Market weakness has seen many investors’ portfolios fall in recent weeks, particularly those with heavy exposure to technology and growth-oriented stocks. Coupled with rising inflation, it has been a painful start to the year for many. During volatile periods such as this, adding a consumer defensive stock makes sense. Sanderson Farms (NASDAQ: SAFM) is a $4.2 billion chicken producer and wholesaler that can provide diversification to those investors with high beta portfolios.
Sanderson Farms processes and sells chicken products to retailers, distributors, and restaurants across the United States in a variety of formats such as fresh, frozen, and prepared formats. The Mississippi-based company was founded in 1947 and is still run by a member of the Sanderson family.
From a valuation perspective, Sanderson Farms appears cheap compared to peers in the consumer defensive space. SAFM has a PE ratio of 9.2, compared to the industry average of 24.0 and the S&P PE of 27.4. The stock still looks cheap when compared more narrowly against small-cap food companies such as Treehouse Foods (NYSE: THS) with a PE of 31.8, Nomad Foods (NYSE: NOMD) with a PE of 20.0, and Flowers Foods (NYSE: FLO) with a PE of 27.6. Sanderson Farms also looks attractive from a Price/Sales view, with a 0.9 ratio compared to the industry figure of 1.8 and the S&P 500 reading of 3.1.

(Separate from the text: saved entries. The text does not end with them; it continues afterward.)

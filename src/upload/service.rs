//! Upload acceptance flow: validate, store, record.

use crate::config::FilesConfig;
use crate::Result;

use super::metadata::MetadataStore;
use super::policy::UploadPolicy;
use super::record::{Requester, UploadedFileRecord};
use super::storage::FileStorage;

/// A file received from a client, fully read into memory.
#[derive(Debug, Clone)]
pub struct IncomingFile {
    /// Filename sent by the client.
    pub original_name: String,
    /// Declared MIME type.
    pub mime_type: String,
    /// File contents.
    pub content: Vec<u8>,
}

impl IncomingFile {
    /// Create a new IncomingFile.
    pub fn new(
        original_name: impl Into<String>,
        mime_type: impl Into<String>,
        content: impl Into<Vec<u8>>,
    ) -> Self {
        Self {
            original_name: original_name.into(),
            mime_type: mime_type.into(),
            content: content.into(),
        }
    }

    /// Size in bytes.
    pub fn size(&self) -> u64 {
        self.content.len() as u64
    }
}

/// Service that turns an incoming file into a stored file plus a metadata entry.
#[derive(Debug)]
pub struct UploadService {
    policy: UploadPolicy,
    storage: FileStorage,
    store: MetadataStore,
}

impl UploadService {
    /// Create a new UploadService.
    pub fn new(policy: UploadPolicy, storage: FileStorage, store: MetadataStore) -> Self {
        Self {
            policy,
            storage,
            store,
        }
    }

    /// Build the service described by the `[files]` configuration section.
    ///
    /// Creates the upload directory if needed.
    pub fn from_config(config: &FilesConfig) -> Result<Self> {
        let storage = FileStorage::new(&config.upload_dir)?;
        let store = MetadataStore::new(config.metadata_path());
        Ok(Self::new(UploadPolicy::from_config(config), storage, store))
    }

    pub fn policy(&self) -> &UploadPolicy {
        &self.policy
    }

    pub fn storage(&self) -> &FileStorage {
        &self.storage
    }

    pub fn store(&self) -> &MetadataStore {
        &self.store
    }

    /// Accept an upload.
    ///
    /// Validation runs before anything is written. On success exactly one
    /// file is stored and one entry appended; if the append fails the
    /// stored file is removed again so neither artifact remains.
    pub async fn accept(
        &self,
        file: IncomingFile,
        requester: Requester,
    ) -> Result<UploadedFileRecord> {
        self.policy.validate(&file.mime_type, file.size())?;

        let stored_name = self.storage.save(&file.content, &file.original_name).await?;

        let record = UploadedFileRecord::new(
            file.original_name,
            stored_name,
            file.content.len() as u64,
            file.mime_type,
            requester,
        );

        if let Err(e) = self.store.append(&record).await {
            tracing::error!(
                error = %e,
                stored_name = %record.stored_name,
                "Failed to record upload metadata; removing stored file"
            );
            if let Err(cleanup) = self.storage.delete(&record.stored_name).await {
                tracing::warn!(
                    error = %cleanup,
                    stored_name = %record.stored_name,
                    "Failed to remove orphaned upload"
                );
            }
            return Err(e);
        }

        tracing::info!(
            original_name = %record.original_name,
            stored_name = %record.stored_name,
            size = record.size_bytes,
            mime_type = %record.mime_type,
            "File uploaded"
        );

        Ok(record)
    }

    /// Every recorded upload, in upload order.
    pub async fn records(&self) -> Result<Vec<UploadedFileRecord>> {
        self.store.records().await
    }
}
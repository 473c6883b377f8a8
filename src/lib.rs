//! docupload - Document upload service
//!
//! Accepts one document per request over HTTP, validates its type and size,
//! stores it under a generated name and keeps a JSON log of every upload.

pub mod config;
pub mod datetime;
pub mod error;
pub mod logging;
pub mod upload;
pub mod web;

pub use config::Config;
pub use error::{Result, UploadError};
pub use upload::{
    FileStorage, IncomingFile, MetadataStore, Requester, UploadPolicy, UploadService,
    UploadedFileRecord,
};
pub use web::WebServer;
//! API handlers.

pub mod upload;

pub use upload::*;

use crate::upload::UploadService;

/// Shared state for request handlers.
#[derive(Debug)]
pub struct AppState {
    /// Upload flow.
    pub uploads: UploadService,
}

impl AppState {
    /// Create a new AppState.
    pub fn new(uploads: UploadService) -> Self {
        Self { uploads }
    }
}
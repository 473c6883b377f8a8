//! Web API Upload Tests
//!
//! Integration tests for the upload form, the upload endpoint and serving
//! stored files back.

use axum::body::Bytes;
use axum::http::StatusCode;
use axum_test::multipart::{MultipartForm, Part};
use axum_test::TestServer;
use docupload::config::Config;
use docupload::upload::UploadService;
use docupload::web::handlers::AppState;
use docupload::web::router::create_router;
use serde_json::Value;
use std::path::{Path, PathBuf};
use std::sync::Arc;
use tempfile::TempDir;

const MIB: usize = 1024 * 1024;
const FORM_HTML: &str = "<html><body><form action=\"/upload\"></form></body></html>";

struct TestApp {
    server: TestServer,
    upload_dir: PathBuf,
    _temp_dir: TempDir,
}

impl TestApp {
    fn metadata_path(&self) -> PathBuf {
        self.upload_dir.join("metadata.json")
    }

    /// Stored document names, excluding the metadata log.
    fn stored_files(&self) -> Vec<String> {
        stored_files(&self.upload_dir)
    }

    fn metadata(&self) -> Vec<Value> {
        let content = std::fs::read_to_string(self.metadata_path()).unwrap();
        serde_json::from_str(&content).unwrap()
    }
}

fn stored_files(dir: &Path) -> Vec<String> {
    let mut names: Vec<String> = std::fs::read_dir(dir)
        .unwrap()
        .flatten()
        .filter_map(|e| e.file_name().into_string().ok())
        .filter(|n| !n.starts_with("metadata.json"))
        .collect();
    names.sort();
    names
}

/// Create a test server backed by a temporary upload directory.
fn create_test_app() -> TestApp {
    let temp_dir = TempDir::new().unwrap();
    let upload_dir = temp_dir.path().join("uploads");
    let index_path = temp_dir.path().join("form.html");
    std::fs::write(&index_path, FORM_HTML).unwrap();

    let mut config = Config::default();
    config.files.upload_dir = upload_dir.to_string_lossy().into_owned();
    config.web.index_path = index_path.to_string_lossy().into_owned();

    let uploads =
        UploadService::from_config(&config.files).expect("Failed to create upload service");
    let app_state = Arc::new(AppState::new(uploads));
    let router = create_router(app_state, &config.web);

    let server = TestServer::new(router).expect("Failed to create test server");

    TestApp {
        server,
        upload_dir,
        _temp_dir: temp_dir,
    }
}

fn file_part(content: Vec<u8>, file_name: &str, mime_type: &str) -> Part {
    Part::bytes(Bytes::from(content))
        .file_name(file_name)
        .mime_type(mime_type)
}

fn document_form(content: Vec<u8>, file_name: &str, mime_type: &str) -> MultipartForm {
    MultipartForm::new().add_part("documento", file_part(content, file_name, mime_type))
}

// ============================================================================
// Successful Uploads
// ============================================================================

#[tokio::test]
async fn test_upload_png_without_extra_fields() {
    let app = create_test_app();
    let content = vec![0x89u8; 2 * MIB];

    let response = app
        .server
        .post("/upload")
        .multipart(document_form(content.clone(), "captura.png", "image/png"))
        .await;

    response.assert_status(StatusCode::CREATED);

    let body: Value = response.json();
    assert_eq!(body["ok"], true);

    let metadata = &body["metadata"];
    assert_eq!(metadata["originalName"], "captura.png");
    assert_eq!(metadata["mimeType"], "image/png");
    assert_eq!(metadata["sizeBytes"], 2 * MIB as u64);
    assert_eq!(metadata["requesterName"], Value::Null);
    assert_eq!(metadata["requesterEmail"], Value::Null);

    let stored_name = metadata["storedName"].as_str().unwrap();
    assert!(stored_name.ends_with(".png"));
    assert_eq!(metadata["url"], format!("/uploads/{stored_name}"));
    assert!(metadata["uploadedAt"].as_str().unwrap().ends_with('Z'));

    assert_eq!(app.stored_files(), vec![stored_name.to_string()]);
    assert_eq!(
        std::fs::read(app.upload_dir.join(stored_name)).unwrap(),
        content
    );

    let records = app.metadata();
    assert_eq!(records.len(), 1);
    assert_eq!(&records[0], metadata);
}

#[tokio::test]
async fn test_upload_records_requester_fields() {
    let app = create_test_app();

    let form = document_form(b"%PDF-1.7".to_vec(), "solicitud.pdf", "application/pdf")
        .add_text("name", "Ana Pérez")
        .add_text("email", "ana@example.com");

    let response = app.server.post("/upload").multipart(form).await;

    response.assert_status(StatusCode::CREATED);
    let body: Value = response.json();
    assert_eq!(body["metadata"]["requesterName"], "Ana Pérez");
    assert_eq!(body["metadata"]["requesterEmail"], "ana@example.com");
}

#[tokio::test]
async fn test_upload_empty_fields_become_null() {
    let app = create_test_app();

    let form = MultipartForm::new()
        .add_text("name", "")
        .add_text("email", "")
        .add_part(
            "documento",
            file_part(b"jpeg".to_vec(), "foto.jpg", "image/jpeg"),
        );

    let response = app.server.post("/upload").multipart(form).await;

    response.assert_status(StatusCode::CREATED);
    let body: Value = response.json();
    assert_eq!(body["metadata"]["requesterName"], Value::Null);
    assert_eq!(body["metadata"]["requesterEmail"], Value::Null);
}

#[tokio::test]
async fn test_upload_docx_keeps_extension() {
    let app = create_test_app();

    let response = app
        .server
        .post("/upload")
        .multipart(document_form(
            b"PK\x03\x04".to_vec(),
            "Contrato Final.docx",
            "application/vnd.openxmlformats-officedocument.wordprocessingml.document",
        ))
        .await;

    response.assert_status(StatusCode::CREATED);
    let body: Value = response.json();
    assert_eq!(body["metadata"]["originalName"], "Contrato Final.docx");
    assert!(body["metadata"]["storedName"]
        .as_str()
        .unwrap()
        .ends_with(".docx"));
}

#[tokio::test]
async fn test_upload_exactly_at_limit() {
    let app = create_test_app();

    let response = app
        .server
        .post("/upload")
        .multipart(document_form(vec![0u8; 8 * MIB], "limite.pdf", "application/pdf"))
        .await;

    response.assert_status(StatusCode::CREATED);
    assert_eq!(app.stored_files().len(), 1);
}

#[tokio::test]
async fn test_n_uploads_yield_n_records() {
    let app = create_test_app();

    for i in 0..5 {
        let response = app
            .server
            .post("/upload")
            .multipart(document_form(
                vec![i as u8; 100],
                &format!("doc{i}.pdf"),
                "application/pdf",
            ))
            .await;
        response.assert_status(StatusCode::CREATED);
    }

    let records = app.metadata();
    assert_eq!(records.len(), 5);

    let mut recorded: Vec<String> = records
        .iter()
        .map(|r| r["storedName"].as_str().unwrap().to_string())
        .collect();
    recorded.sort();
    assert_eq!(recorded, app.stored_files());

    let originals: Vec<&str> = records
        .iter()
        .map(|r| r["originalName"].as_str().unwrap())
        .collect();
    assert_eq!(
        originals,
        vec!["doc0.pdf", "doc1.pdf", "doc2.pdf", "doc3.pdf", "doc4.pdf"]
    );
}

#[tokio::test]
async fn test_upload_content_type_parameters_are_ignored() {
    let app = create_test_app();
    let boundary = "docupload-boundary";
    let body = format!(
        "--{boundary}\r\n\
         Content-Disposition: form-data; name=\"documento\"; filename=\"a.pdf\"\r\n\
         Content-Type: Application/PDF; name=a.pdf\r\n\
         \r\n\
         %PDF-1.7\r\n\
         --{boundary}--\r\n"
    );

    let response = app
        .server
        .post("/upload")
        .content_type(&format!("multipart/form-data; boundary={boundary}"))
        .bytes(Bytes::from(body))
        .await;

    response.assert_status(StatusCode::CREATED);
    let body: Value = response.json();
    assert_eq!(body["metadata"]["mimeType"], "application/pdf");
    assert_eq!(body["metadata"]["sizeBytes"], 8);
    assert_eq!(app.metadata()[0]["mimeType"], "application/pdf");
}

#[tokio::test]
async fn test_upload_with_corrupt_metadata_log() {
    let app = create_test_app();
    std::fs::write(app.metadata_path(), "not json at all").unwrap();

    let response = app
        .server
        .post("/upload")
        .multipart(document_form(b"png".to_vec(), "a.png", "image/png"))
        .await;

    response.assert_status(StatusCode::CREATED);
    assert_eq!(app.metadata().len(), 1);

    let backups: Vec<_> = std::fs::read_dir(&app.upload_dir)
        .unwrap()
        .flatten()
        .filter(|e| {
            e.file_name()
                .to_string_lossy()
                .starts_with("metadata.json.corrupt-")
        })
        .collect();
    assert_eq!(backups.len(), 1);
}

// ============================================================================
// Rejected Uploads
// ============================================================================

#[tokio::test]
async fn test_upload_oversize_pdf_rejected() {
    let app = create_test_app();

    let response = app
        .server
        .post("/upload")
        .multipart(document_form(vec![0u8; 9 * MIB], "grande.pdf", "application/pdf"))
        .await;

    response.assert_status(StatusCode::BAD_REQUEST);

    let body: Value = response.json();
    assert_eq!(body["ok"], false);
    let error = body["error"].as_str().unwrap();
    assert!(error.contains("too large"));
    assert!(error.contains("8MB"));

    assert!(app.stored_files().is_empty());
    assert!(!app.metadata_path().exists());
}

#[tokio::test]
async fn test_upload_disallowed_type_rejected() {
    let app = create_test_app();

    for (name, mime) in [
        ("page.html", "text/html"),
        ("anim.gif", "image/gif"),
        ("script.sh", "application/x-sh"),
    ] {
        let response = app
            .server
            .post("/upload")
            .multipart(document_form(b"data".to_vec(), name, mime))
            .await;

        response.assert_status(StatusCode::BAD_REQUEST);
        let body: Value = response.json();
        assert_eq!(body["ok"], false);
        assert_eq!(body["error"], "Tipo de archivo no permitido");
    }

    assert!(app.stored_files().is_empty());
    assert!(!app.metadata_path().exists());
}

#[tokio::test]
async fn test_upload_without_file_rejected() {
    let app = create_test_app();

    let form = MultipartForm::new().add_text("name", "Ana");
    let response = app.server.post("/upload").multipart(form).await;

    response.assert_status(StatusCode::BAD_REQUEST);
    let body: Value = response.json();
    assert_eq!(body["ok"], false);
    assert_eq!(body["error"], "No se envió archivo");
    assert!(!app.metadata_path().exists());
}

#[tokio::test]
async fn test_upload_file_under_other_field_rejected() {
    let app = create_test_app();

    let form = MultipartForm::new().add_part(
        "archivo",
        file_part(b"%PDF".to_vec(), "doc.pdf", "application/pdf"),
    );
    let response = app.server.post("/upload").multipart(form).await;

    response.assert_status(StatusCode::BAD_REQUEST);
    let body: Value = response.json();
    assert_eq!(body["error"], "Unexpected field");
    assert!(app.stored_files().is_empty());
}

#[tokio::test]
async fn test_upload_two_files_rejected() {
    let app = create_test_app();

    let form = document_form(b"one".to_vec(), "one.pdf", "application/pdf").add_part(
        "documento",
        file_part(b"two".to_vec(), "two.pdf", "application/pdf"),
    );
    let response = app.server.post("/upload").multipart(form).await;

    response.assert_status(StatusCode::BAD_REQUEST);
    let body: Value = response.json();
    assert_eq!(body["error"], "Unexpected field");
    assert!(app.stored_files().is_empty());
    assert!(!app.metadata_path().exists());
}

#[tokio::test]
async fn test_upload_without_multipart_body_rejected() {
    let app = create_test_app();

    let response = app.server.post("/upload").text("plain text").await;

    response.assert_status(StatusCode::BAD_REQUEST);
    let body: Value = response.json();
    assert_eq!(body["ok"], false);
    assert!(app.stored_files().is_empty());
}

// ============================================================================
// Static Serving
// ============================================================================

#[tokio::test]
async fn test_get_stored_file() {
    let app = create_test_app();
    let content: Vec<u8> = (0..=255).cycle().take(4096).collect();

    let response = app
        .server
        .post("/upload")
        .multipart(document_form(content.clone(), "scan.jpeg", "image/jpeg"))
        .await;
    response.assert_status(StatusCode::CREATED);
    let body: Value = response.json();
    let url = body["metadata"]["url"].as_str().unwrap().to_string();

    let response = app.server.get(&url).await;

    response.assert_status_ok();
    assert_eq!(response.as_bytes().to_vec(), content);
    assert_eq!(response.header("X-Content-Type-Options"), "nosniff");
}

#[tokio::test]
async fn test_get_missing_stored_file() {
    let app = create_test_app();

    let response = app.server.get("/uploads/does-not-exist.pdf").await;

    response.assert_status(StatusCode::NOT_FOUND);
}

#[tokio::test]
async fn test_get_form() {
    let app = create_test_app();

    let response = app.server.get("/").await;

    response.assert_status_ok();
    assert!(response.text().contains("action=\"/upload\""));
}

#[tokio::test]
async fn test_health() {
    let app = create_test_app();

    let response = app.server.get("/health").await;

    response.assert_status_ok();
    assert_eq!(response.text(), "OK");
}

On the growth front, Sanderson Farms has demonstrated steady progress that falls in between the consumer defensive sector and the broader market as a whole. The company has averaged sales growth of 11.2% and EPS growth of 19.5% over the past five years. These figures have outpaced the sector which has grown sales and EPS by 1.8% and 6.5% respectively over the same period. SAFM has lagged the S&P 500 however, which has grown sales by 13.1% and EPS by 24.2% over the past five years. A defensive name that is a relatively fast grower within the space but features a beta of only 0.67 can provide a hedge against higher volatility portfolio components while still featuring solid growth potential. The stock also has a dividend yield of 0.94% which helps total return.
Sanderson Farms does not have a large analyst following, possibly due to its small-cap size. The company is currently rated by four analysts, all of whom have a “hold” rating on the stock and an average price target is $203, which would represent steady but not explosive growth from current price levels.
The current inflationary environment, while challenging for most firms across all industries, may be less of a headwind for a chicken-focused company such as Sanderson Farms. Chicken is typically a less expensive form of protein compared to beef, pork, and seafood so while rising input costs will need to be offset with higher prices, the potential for stifled demand is less so compared to other meat proteins. Plant-based alternatives such as Beyond Meat (NASDAQ: BYND) and Impossible Foods have emerged as a potential alternative in recent months, but they have had several operational challenges lately so the challenge may be mitigated for the time being. For investors in search of a small-cap name with solid growth prospects, low beta, and a decent yield, Sanderson Farms warrants a closer look.